Action item
Report each line of the data below in which "length" appears.

══ Source information ══

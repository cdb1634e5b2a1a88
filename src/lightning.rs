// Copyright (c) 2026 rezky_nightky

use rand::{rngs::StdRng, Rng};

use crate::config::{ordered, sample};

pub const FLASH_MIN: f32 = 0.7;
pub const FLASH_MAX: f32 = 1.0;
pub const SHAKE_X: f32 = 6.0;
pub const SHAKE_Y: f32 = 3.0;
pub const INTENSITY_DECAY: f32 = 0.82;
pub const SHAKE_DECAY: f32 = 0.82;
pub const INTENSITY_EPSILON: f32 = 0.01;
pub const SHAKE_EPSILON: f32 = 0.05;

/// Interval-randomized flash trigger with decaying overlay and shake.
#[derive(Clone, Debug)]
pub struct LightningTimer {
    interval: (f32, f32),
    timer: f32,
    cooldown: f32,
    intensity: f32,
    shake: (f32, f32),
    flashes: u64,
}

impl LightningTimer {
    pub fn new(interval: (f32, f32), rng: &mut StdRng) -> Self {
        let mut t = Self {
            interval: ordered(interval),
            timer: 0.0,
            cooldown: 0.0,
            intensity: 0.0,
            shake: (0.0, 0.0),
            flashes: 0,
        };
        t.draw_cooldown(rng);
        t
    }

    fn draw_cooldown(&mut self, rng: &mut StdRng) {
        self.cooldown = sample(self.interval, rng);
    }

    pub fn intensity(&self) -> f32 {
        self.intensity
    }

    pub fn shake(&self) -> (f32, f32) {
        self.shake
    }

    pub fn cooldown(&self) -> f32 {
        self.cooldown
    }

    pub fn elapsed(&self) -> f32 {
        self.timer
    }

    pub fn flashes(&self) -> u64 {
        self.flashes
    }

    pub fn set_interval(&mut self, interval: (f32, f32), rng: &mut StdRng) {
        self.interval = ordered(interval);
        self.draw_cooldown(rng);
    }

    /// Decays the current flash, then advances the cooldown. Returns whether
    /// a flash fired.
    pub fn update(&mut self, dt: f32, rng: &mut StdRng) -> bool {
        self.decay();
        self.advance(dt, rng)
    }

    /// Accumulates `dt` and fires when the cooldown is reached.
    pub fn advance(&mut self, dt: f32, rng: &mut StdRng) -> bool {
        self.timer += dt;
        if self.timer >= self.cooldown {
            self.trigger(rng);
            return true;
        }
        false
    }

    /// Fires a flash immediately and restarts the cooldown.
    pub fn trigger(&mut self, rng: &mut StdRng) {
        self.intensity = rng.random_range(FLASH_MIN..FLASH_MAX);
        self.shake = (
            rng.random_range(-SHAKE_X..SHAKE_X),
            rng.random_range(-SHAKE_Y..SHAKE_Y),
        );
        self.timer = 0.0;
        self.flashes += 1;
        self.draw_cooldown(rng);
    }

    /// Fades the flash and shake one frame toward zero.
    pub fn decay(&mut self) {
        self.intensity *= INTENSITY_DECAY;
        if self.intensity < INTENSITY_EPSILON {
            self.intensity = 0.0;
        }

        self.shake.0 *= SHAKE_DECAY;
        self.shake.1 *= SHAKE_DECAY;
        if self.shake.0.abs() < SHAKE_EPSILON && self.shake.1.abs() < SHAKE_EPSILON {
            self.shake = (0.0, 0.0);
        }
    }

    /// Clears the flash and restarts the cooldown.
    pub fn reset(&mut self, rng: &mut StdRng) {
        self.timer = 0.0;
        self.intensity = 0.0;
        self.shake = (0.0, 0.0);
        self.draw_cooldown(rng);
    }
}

═══
══ Source information ══

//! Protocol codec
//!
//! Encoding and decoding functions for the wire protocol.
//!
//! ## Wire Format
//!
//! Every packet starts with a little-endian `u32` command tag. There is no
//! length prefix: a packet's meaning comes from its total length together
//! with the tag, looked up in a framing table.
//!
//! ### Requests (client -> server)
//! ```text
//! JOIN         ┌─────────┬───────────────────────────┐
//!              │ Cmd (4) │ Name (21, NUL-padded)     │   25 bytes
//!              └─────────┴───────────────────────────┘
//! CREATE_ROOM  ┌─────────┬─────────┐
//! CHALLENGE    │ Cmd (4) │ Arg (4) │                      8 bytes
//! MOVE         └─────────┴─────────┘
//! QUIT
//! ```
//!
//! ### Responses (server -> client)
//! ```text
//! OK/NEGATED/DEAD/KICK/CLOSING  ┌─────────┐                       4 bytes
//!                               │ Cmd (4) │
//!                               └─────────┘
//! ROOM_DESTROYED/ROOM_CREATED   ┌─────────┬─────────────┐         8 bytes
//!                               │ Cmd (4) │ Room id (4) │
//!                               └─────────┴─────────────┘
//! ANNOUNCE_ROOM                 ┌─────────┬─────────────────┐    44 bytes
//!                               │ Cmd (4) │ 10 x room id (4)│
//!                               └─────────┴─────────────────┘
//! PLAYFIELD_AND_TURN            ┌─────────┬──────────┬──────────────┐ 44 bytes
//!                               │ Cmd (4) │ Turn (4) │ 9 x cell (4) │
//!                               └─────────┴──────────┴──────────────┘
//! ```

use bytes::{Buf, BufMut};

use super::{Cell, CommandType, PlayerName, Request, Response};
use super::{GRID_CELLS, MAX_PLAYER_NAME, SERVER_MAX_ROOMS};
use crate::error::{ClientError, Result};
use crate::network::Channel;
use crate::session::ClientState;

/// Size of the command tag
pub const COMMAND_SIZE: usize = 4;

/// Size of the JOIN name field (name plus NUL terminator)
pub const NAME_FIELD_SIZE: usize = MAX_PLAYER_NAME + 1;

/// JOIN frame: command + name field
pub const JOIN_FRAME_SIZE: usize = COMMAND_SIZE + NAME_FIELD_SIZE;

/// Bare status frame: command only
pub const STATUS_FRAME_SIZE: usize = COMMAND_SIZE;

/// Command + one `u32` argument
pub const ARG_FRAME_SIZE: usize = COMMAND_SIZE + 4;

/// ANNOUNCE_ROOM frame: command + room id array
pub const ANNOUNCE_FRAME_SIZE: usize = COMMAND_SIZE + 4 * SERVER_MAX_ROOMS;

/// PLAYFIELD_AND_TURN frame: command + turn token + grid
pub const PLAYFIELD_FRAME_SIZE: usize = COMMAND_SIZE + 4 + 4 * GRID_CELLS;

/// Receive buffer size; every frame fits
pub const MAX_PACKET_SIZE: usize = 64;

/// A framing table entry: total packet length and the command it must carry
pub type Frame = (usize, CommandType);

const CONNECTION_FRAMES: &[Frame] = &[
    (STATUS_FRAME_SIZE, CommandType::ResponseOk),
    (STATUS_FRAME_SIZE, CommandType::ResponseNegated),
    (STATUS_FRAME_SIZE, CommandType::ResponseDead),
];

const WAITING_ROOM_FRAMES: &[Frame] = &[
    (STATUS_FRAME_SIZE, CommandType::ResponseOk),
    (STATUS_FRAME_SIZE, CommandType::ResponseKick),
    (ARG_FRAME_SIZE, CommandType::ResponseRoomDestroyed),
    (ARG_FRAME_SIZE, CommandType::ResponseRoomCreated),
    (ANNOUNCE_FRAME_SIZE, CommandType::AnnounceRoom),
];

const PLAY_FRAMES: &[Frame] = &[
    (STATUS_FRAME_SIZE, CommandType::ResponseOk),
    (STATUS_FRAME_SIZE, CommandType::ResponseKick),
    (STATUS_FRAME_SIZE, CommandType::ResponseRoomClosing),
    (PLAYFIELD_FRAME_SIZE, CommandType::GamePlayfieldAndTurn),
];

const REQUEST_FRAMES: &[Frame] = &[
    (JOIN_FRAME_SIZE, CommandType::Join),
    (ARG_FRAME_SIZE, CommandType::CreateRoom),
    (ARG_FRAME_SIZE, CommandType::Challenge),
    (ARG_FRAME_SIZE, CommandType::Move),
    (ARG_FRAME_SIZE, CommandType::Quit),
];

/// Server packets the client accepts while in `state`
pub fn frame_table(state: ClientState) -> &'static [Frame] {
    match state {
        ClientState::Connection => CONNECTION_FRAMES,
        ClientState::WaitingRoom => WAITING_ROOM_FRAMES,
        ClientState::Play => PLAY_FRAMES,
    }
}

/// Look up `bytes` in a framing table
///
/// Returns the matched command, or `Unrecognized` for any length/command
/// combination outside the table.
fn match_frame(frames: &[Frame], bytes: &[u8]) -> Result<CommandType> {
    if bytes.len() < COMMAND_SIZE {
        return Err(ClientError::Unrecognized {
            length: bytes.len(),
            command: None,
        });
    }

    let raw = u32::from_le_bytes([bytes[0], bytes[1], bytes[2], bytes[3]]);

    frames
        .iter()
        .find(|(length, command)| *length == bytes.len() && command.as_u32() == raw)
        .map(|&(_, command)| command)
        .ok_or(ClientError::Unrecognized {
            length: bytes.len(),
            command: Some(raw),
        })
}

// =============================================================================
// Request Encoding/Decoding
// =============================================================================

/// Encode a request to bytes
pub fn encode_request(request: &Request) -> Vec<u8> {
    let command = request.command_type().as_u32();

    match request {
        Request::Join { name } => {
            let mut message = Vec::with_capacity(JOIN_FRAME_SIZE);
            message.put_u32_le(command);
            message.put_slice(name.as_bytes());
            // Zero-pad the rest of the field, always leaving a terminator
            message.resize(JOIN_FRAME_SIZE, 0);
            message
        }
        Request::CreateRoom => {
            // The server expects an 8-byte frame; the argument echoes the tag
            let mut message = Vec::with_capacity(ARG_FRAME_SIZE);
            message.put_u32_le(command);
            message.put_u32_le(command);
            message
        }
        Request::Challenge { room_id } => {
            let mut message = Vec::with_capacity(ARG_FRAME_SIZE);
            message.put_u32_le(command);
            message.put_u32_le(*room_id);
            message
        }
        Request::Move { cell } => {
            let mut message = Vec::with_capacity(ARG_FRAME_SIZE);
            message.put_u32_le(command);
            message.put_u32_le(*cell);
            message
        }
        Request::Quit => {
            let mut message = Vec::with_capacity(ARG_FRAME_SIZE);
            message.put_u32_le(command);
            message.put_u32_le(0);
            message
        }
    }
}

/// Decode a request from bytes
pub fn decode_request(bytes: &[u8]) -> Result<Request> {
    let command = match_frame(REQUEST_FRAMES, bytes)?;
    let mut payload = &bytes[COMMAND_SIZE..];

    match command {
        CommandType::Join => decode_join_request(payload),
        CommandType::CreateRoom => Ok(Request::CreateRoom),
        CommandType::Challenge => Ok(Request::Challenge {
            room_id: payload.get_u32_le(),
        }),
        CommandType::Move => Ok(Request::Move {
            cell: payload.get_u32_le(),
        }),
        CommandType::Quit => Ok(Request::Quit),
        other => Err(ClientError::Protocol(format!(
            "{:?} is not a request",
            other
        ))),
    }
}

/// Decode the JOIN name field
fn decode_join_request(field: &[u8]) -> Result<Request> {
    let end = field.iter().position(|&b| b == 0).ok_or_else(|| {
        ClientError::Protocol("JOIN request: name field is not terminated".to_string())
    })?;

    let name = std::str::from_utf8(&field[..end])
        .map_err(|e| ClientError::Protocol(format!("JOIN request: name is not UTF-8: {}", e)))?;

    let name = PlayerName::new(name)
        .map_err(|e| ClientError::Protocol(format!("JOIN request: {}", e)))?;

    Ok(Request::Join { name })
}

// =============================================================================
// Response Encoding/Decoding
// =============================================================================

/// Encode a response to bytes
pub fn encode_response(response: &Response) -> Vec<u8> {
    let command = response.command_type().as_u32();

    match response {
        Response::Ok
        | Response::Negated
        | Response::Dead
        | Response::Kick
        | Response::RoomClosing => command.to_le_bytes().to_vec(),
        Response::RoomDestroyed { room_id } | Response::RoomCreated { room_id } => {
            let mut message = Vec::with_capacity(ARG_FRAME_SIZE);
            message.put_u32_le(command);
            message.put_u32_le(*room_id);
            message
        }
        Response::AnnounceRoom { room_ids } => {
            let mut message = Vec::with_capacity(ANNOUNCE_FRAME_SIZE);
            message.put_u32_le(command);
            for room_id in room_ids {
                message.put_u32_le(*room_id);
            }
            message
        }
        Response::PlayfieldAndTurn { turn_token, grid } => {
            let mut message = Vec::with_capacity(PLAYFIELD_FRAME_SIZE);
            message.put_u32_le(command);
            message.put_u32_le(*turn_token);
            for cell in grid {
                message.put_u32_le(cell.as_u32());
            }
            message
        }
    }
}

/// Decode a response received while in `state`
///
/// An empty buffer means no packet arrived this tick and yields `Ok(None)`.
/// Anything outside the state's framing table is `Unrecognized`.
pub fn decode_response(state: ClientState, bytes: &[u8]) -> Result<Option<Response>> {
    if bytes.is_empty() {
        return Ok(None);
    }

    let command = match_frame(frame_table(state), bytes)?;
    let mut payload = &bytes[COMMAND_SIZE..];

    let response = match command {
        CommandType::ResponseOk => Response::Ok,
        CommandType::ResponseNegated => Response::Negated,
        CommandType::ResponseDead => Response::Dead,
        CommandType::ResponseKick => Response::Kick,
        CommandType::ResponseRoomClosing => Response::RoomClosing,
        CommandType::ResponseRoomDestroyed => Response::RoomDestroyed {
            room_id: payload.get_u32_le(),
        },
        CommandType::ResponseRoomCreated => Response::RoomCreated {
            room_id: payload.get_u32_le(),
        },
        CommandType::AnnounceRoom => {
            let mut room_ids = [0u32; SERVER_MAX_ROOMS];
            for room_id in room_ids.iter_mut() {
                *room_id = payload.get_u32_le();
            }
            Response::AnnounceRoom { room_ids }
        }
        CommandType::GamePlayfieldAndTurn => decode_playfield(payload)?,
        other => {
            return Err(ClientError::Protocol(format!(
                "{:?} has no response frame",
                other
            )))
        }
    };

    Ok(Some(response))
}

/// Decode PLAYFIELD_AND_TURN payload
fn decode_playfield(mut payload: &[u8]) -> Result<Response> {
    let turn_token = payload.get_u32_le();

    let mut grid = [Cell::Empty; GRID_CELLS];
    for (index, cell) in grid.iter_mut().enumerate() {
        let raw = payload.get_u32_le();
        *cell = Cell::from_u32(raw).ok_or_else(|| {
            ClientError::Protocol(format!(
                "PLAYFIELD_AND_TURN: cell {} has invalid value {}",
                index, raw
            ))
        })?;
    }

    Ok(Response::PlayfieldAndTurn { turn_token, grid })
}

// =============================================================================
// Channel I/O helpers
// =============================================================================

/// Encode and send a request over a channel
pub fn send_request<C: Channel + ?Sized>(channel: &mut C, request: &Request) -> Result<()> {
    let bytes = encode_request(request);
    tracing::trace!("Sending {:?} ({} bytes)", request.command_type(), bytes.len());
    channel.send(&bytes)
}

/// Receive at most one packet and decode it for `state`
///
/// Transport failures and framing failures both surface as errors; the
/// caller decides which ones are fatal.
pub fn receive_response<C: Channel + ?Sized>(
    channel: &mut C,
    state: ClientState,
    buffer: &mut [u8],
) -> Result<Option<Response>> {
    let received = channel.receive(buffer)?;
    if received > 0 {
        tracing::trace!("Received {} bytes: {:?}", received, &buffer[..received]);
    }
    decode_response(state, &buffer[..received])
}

═══

Exercise output
//! length prefix: a packet's meaning comes from its total length together
/// A framing table entry: total packet length and the command it must carry
/// Returns the matched command, or `Unrecognized` for any length/command
            length: bytes.len(),
        .find(|(length, command)| *length == bytes.len() && command.as_u32() == raw)
            length: bytes.len(),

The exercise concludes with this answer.